Após fazer a barba com
o esmero dos que têm o tempo por passar, tomou café, acendeu um cigarro
(precisava parar) e procurou no jornal diário as notícias que eram, ainda, do
seu mundo embora não mais fizesse parte dele.
Inesperadamente, um
nome no obituário: Angélica! O sobrenome o mesmo! Não era possível que fosse
ela, tão jovem e cheia de vida! Devagar foi assimilando a realidade: Mais de
trinta anos haviam se passado desde a última vez que a vira.
Década de setenta.
Brasil tricampeão. O povo nas ruas. Lágrimas, abraços. Todos irmãos.

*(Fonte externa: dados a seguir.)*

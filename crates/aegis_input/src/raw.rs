//! Raw samples from any sensor source.
//!
//! This is the unified inbound type that all sensor callbacks are
//! converted to before processing. Keeping it serializable means input
//! traces can be recorded and replayed against the front-ends in tests.

use aegis_core::{Vec2, Vec3};
use serde::{Deserialize, Serialize};

/// One raw sample from a sensor stream.
#[derive(Debug, Clone, PartialEq, Serialize, Deserialize)]
pub enum RawSample {
    // =========================================================================
    // GAZE
    // =========================================================================
    /// One gaze prediction, pre-smoothing. `blink` is set when the
    /// upstream eye-feature extractor reports a blink this frame.
    Gaze { pos: Vec2, blink: bool },

    // =========================================================================
    // HEAD
    // =========================================================================
    /// Named 3D face landmarks for one camera frame.
    Head(LandmarkFrame),

    // =========================================================================
    // SWITCH
    // =========================================================================
    /// One key/HID switch edge.
    Switch(SwitchEdge),

    // =========================================================================
    // VOICE
    // =========================================================================
    /// One speech-recognizer result.
    Voice(Utterance),
}

impl RawSample {
    /// Create a gaze sample without a blink.
    pub fn gaze(x: f32, y: f32) -> Self {
        RawSample::Gaze {
            pos: Vec2::new(x, y),
            blink: false,
        }
    }

    /// Create a switch down edge.
    pub fn switch_down(code: &str) -> Self {
        RawSample::Switch(SwitchEdge {
            code: code.to_string(),
            edge: Edge::Down,
        })
    }

    /// Create a switch up edge.
    pub fn switch_up(code: &str) -> Self {
        RawSample::Switch(SwitchEdge {
            code: code.to_string(),
            edge: Edge::Up,
        })
    }

    /// Create a finalized utterance.
    pub fn utterance(transcript: &str, confidence: f64) -> Self {
        RawSample::Voice(Utterance {
            transcript: transcript.to_string(),
            confidence,
            is_final: true,
        })
    }

    pub fn is_gaze(&self) -> bool {
        matches!(self, RawSample::Gaze { .. })
    }

    pub fn is_head(&self) -> bool {
        matches!(self, RawSample::Head(_))
    }

    pub fn is_switch(&self) -> bool {
        matches!(self, RawSample::Switch(_))
    }

    pub fn is_voice(&self) -> bool {
        matches!(self, RawSample::Voice(_))
    }
}

/// The four named landmarks head-pose derivation needs.
///
/// Coordinates are in the landmark extractor's normalized space; the pose
/// tracker only uses relative geometry, so the absolute scale is
/// irrelevant.
#[derive(Debug, Clone, Copy, PartialEq, Serialize, Deserialize)]
pub struct LandmarkFrame {
    pub nose_tip: Vec3,
    pub left_eye: Vec3,
    pub right_eye: Vec3,
    pub chin: Vec3,
}

/// A physical switch transition.
#[derive(Debug, Clone, PartialEq, Serialize, Deserialize)]
pub struct SwitchEdge {
    /// Lower-cased key code ("space", "enter") or synthetic HID id
    /// ("hid_switch_0").
    pub code: String,
    pub edge: Edge,
}

#[derive(Debug, Clone, Copy, PartialEq, Eq, Serialize, Deserialize)]
pub enum Edge {
    Down,
    Up,
}

/// A speech recognition result. Non-final (interim) results are ignored
/// by the resolver.
#[derive(Debug, Clone, PartialEq, Serialize, Deserialize)]
pub struct Utterance {
    pub transcript: String,
    pub confidence: f64,
    pub is_final: bool,
}

/// Decodes raw HID report bytes into switch edges.
///
/// Reports are bit-packed: each bit is one switch's level. The decoder
/// tracks previous levels and emits an edge per transition, with
/// synthetic codes `hid_switch_<n>`.
#[derive(Debug, Default)]
pub struct HidDecoder {
    levels: Vec<bool>,
}

impl HidDecoder {
    pub fn new() -> Self {
        Self::default()
    }

    pub fn decode(&mut self, report: &[u8]) -> Vec<SwitchEdge> {
        let mut edges = Vec::new();
        let mut index = 0usize;

        for byte in report {
            for bit in 0..8 {
                let level = (byte >> bit) & 1 == 1;
                let previous = self.levels.get(index).copied().unwrap_or(false);

                if level != previous {
                    edges.push(SwitchEdge {
                        code: format!("hid_switch_{index}"),
                        edge: if level { Edge::Down } else { Edge::Up },
                    });
                }

                if index < self.levels.len() {
                    self.levels[index] = level;
                } else {
                    self.levels.push(level);
                }
                index += 1;
            }
        }

        edges
    }
}

#[cfg(test)]
mod tests {
    use super::*;

    #[test]
    fn raw_sample_categories() {
        assert!(RawSample::gaze(1.0, 2.0).is_gaze());
        assert!(!RawSample::gaze(1.0, 2.0).is_switch());
        assert!(RawSample::switch_down("space").is_switch());
        assert!(RawSample::utterance("pop", 0.9).is_voice());
    }

    #[test]
    fn hid_decoder_emits_edges_only_on_transition() {
        let mut decoder = HidDecoder::new();

        // Bit 1 goes high.
        let edges = decoder.decode(&[0b0000_0010]);
        assert_eq!(edges.len(), 1);
        assert_eq!(edges[0].code, "hid_switch_1");
        assert_eq!(edges[0].edge, Edge::Down);

        // Same report: no new edges.
        assert!(decoder.decode(&[0b0000_0010]).is_empty());

        // Bit 1 releases, bit 3 presses.
        let edges = decoder.decode(&[0b0000_1000]);
        assert_eq!(edges.len(), 2);
        assert!(edges
            .iter()
            .any(|e| e.code == "hid_switch_1" && e.edge == Edge::Up));
        assert!(edges
            .iter()
            .any(|e| e.code == "hid_switch_3" && e.edge == Edge::Down));
    }

    #[test]
    fn raw_sample_round_trips_through_json() {
        let sample = RawSample::utterance("new game", 0.85);
        let json = serde_json::to_string(&sample).unwrap();
        let back: RawSample = serde_json::from_str(&json).unwrap();
        assert_eq!(sample, back);
    }
}
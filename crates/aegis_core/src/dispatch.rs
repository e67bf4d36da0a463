//! The shared activation sink.
//!
//! All four front-ends hand their positive decisions to one
//! `ActionDispatcher`, which arbitrates same-tick conflicts, applies the
//! highlight delay, resolves the target element, and performs the actual
//! document mutation through `UiSurface`. Failures stop here: a handler or
//! surface error becomes feedback, never an unwound detector state
//! machine.

use crate::activation::{Activation, CommandAction, InputSource};
use crate::feedback::{Feedback, FeedbackHub};
use crate::sched::{Scheduler, Token};
use crate::surface::{ElementKind, GameHook, SurfaceError, UiElement, UiSurface};
use std::collections::HashMap;
use tracing::{debug, warn};

/// Handler bound to a resolved command action.
pub type CommandHandler = Box<dyn FnMut(&mut dyn UiSurface) -> Result<(), SurfaceError>>;

/// Dispatcher timing configuration.
#[derive(Debug, Clone, Copy)]
pub struct DispatchConfig {
    /// Delay between the highlight and the committed activation.
    pub highlight_delay_ms: u64,
}

impl Default for DispatchConfig {
    fn default() -> Self {
        Self {
            highlight_delay_ms: 100,
        }
    }
}

/// What happened to a dispatch request.
#[derive(Debug, Clone, Copy, PartialEq, Eq)]
pub enum DispatchOutcome {
    /// Committed synchronously (keys, commands).
    Committed,
    /// Parked behind the highlight delay; commits on a later `tick`.
    Scheduled,
    /// Lost same-tick arbitration to an earlier modality.
    Suppressed,
}

struct PendingCommit {
    token: Token,
    activation: Activation,
    source: InputSource,
}

/// Shared sink for all front-end activations.
pub struct ActionDispatcher {
    config: DispatchConfig,
    sched: Scheduler,
    pending: Vec<PendingCommit>,
    last_dispatch_tick: Option<u64>,
    handlers: HashMap<CommandAction, CommandHandler>,
    game_hook: Option<Box<dyn GameHook>>,
}

impl ActionDispatcher {
    pub fn new(config: DispatchConfig) -> Self {
        Self {
            config,
            sched: Scheduler::new(),
            pending: Vec::new(),
            last_dispatch_tick: None,
            handlers: HashMap::new(),
            game_hook: None,
        }
    }

    /// Bind a handler to a command action. Rebinding replaces.
    pub fn bind_command(&mut self, action: CommandAction, handler: CommandHandler) {
        self.handlers.insert(action, handler);
    }

    pub fn has_handler(&self, action: CommandAction) -> bool {
        self.handlers.contains_key(&action)
    }

    /// Install the game-element hook.
    pub fn set_game_hook(&mut self, hook: Box<dyn GameHook>) {
        self.game_hook = Some(hook);
    }

    /// Request an activation.
    ///
    /// First-writer-wins within a tick: if another modality already
    /// dispatched at this `now_ms`, the request is dropped and the loser
    /// gets `SuppressedConflict` feedback.
    pub fn dispatch(
        &mut self,
        activation: Activation,
        source: InputSource,
        now_ms: u64,
        surface: &mut dyn UiSurface,
        hub: &mut FeedbackHub,
    ) -> DispatchOutcome {
        if self.last_dispatch_tick == Some(now_ms) {
            warn!(
                source = source.as_str(),
                now_ms, "same-tick activation conflict, suppressing"
            );
            hub.broadcast(&Feedback::SuppressedConflict { source });
            return DispatchOutcome::Suppressed;
        }
        self.last_dispatch_tick = Some(now_ms);

        debug!(source = source.as_str(), ?activation, "dispatch");

        match activation {
            Activation::Key { key } => {
                match surface.simulate_key(key) {
                    Ok(()) => hub.broadcast(&Feedback::ElementActivated { source }),
                    Err(err) => {
                        warn!(%err, "key simulation failed");
                        hub.broadcast(&Feedback::ActivationFailed { source });
                    }
                }
                DispatchOutcome::Committed
            }
            Activation::Command { action } => {
                self.run_command(action, source, surface, hub);
                DispatchOutcome::Committed
            }
            other @ (Activation::Point { .. } | Activation::Element { .. }) => {
                if self.config.highlight_delay_ms == 0 {
                    self.commit(other, source, surface, hub);
                    DispatchOutcome::Committed
                } else {
                    let token = self.sched.schedule_after(now_ms, self.config.highlight_delay_ms);
                    self.pending.push(PendingCommit {
                        token,
                        activation: other,
                        source,
                    });
                    DispatchOutcome::Scheduled
                }
            }
        }
    }

    /// Commit any pending activations whose highlight delay elapsed.
    pub fn tick(&mut self, now_ms: u64, surface: &mut dyn UiSurface, hub: &mut FeedbackHub) {
        for token in self.sched.due(now_ms) {
            if let Some(idx) = self.pending.iter().position(|p| p.token == token) {
                let commit = self.pending.swap_remove(idx);
                self.commit(commit.activation, commit.source, surface, hub);
            }
        }
    }

    /// Drop pending commits (e.g. on front-end shutdown).
    pub fn cancel_pending(&mut self) {
        for commit in self.pending.drain(..) {
            self.sched.cancel(commit.token);
        }
    }

    pub fn pending_count(&self) -> usize {
        self.pending.len()
    }

    fn commit(
        &mut self,
        activation: Activation,
        source: InputSource,
        surface: &mut dyn UiSurface,
        hub: &mut FeedbackHub,
    ) {
        let element = match activation {
            Activation::Point { pos } => surface.hit_test(pos),
            Activation::Element { id } => surface
                .interactive_elements()
                .into_iter()
                .find(|el| el.id == id),
            // Keys and commands never reach the delayed path.
            _ => None,
        };

        let Some(element) = element else {
            debug!(source = source.as_str(), "activation target gone");
            hub.broadcast(&Feedback::ActivationMissed { source });
            return;
        };

        if !element.is_activatable() {
            debug!(
                source = source.as_str(),
                id = element.id,
                "target not activatable"
            );
            hub.broadcast(&Feedback::ActivationMissed { source });
            return;
        }

        match self.activate_element(&element, surface) {
            Ok(()) => hub.broadcast(&Feedback::ElementActivated { source }),
            Err(err) => {
                warn!(%err, id = element.id, "activation failed");
                hub.broadcast(&Feedback::ActivationFailed { source });
            }
        }
    }

    fn activate_element(
        &mut self,
        element: &UiElement,
        surface: &mut dyn UiSurface,
    ) -> Result<(), SurfaceError> {
        match element.kind {
            ElementKind::Input => surface.simulate_focus(element.id),
            ElementKind::GameElement => {
                if let Some(hook) = &mut self.game_hook {
                    hook.on_game_element(element);
                    Ok(())
                } else {
                    surface.simulate_click(element.id)
                }
            }
            ElementKind::Button | ElementKind::Link | ElementKind::Generic => {
                surface.simulate_click(element.id)
            }
        }
    }

    fn run_command(
        &mut self,
        action: CommandAction,
        source: InputSource,
        surface: &mut dyn UiSurface,
        hub: &mut FeedbackHub,
    ) {
        let Some(handler) = self.handlers.get_mut(&action) else {
            warn!(?action, "no handler bound for command");
            hub.broadcast(&Feedback::NoHandler { action });
            return;
        };

        match handler(surface) {
            Ok(()) => {
                debug!(?action, source = source.as_str(), "command executed");
                hub.broadcast(&Feedback::CommandExecuted { action });
                hub.speak(action.spoken_response());
            }
            Err(err) => {
                warn!(%err, ?action, "command handler failed");
                hub.broadcast(&Feedback::CommandFailed { action });
            }
        }
    }
}

impl std::fmt::Debug for ActionDispatcher {
    fn fmt(&self, f: &mut std::fmt::Formatter<'_>) -> std::fmt::Result {
        f.debug_struct("ActionDispatcher")
            .field("pending", &self.pending.len())
            .field("handlers", &self.handlers.len())
            .finish()
    }
}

E lá
estava ela, morena, nariz empinado na arrogância de quem sabe o que quer. Não
era nada mais que bonitinha, mas tinha alguma coisa que a tornava única. Talvez
fosse a sua maneira de olhar, dentro dos olhos, ou, quem sabe, a desenvoltura
com que caminhava no meio da multidão de eufóricos e bêbados. Ninguém a tocava.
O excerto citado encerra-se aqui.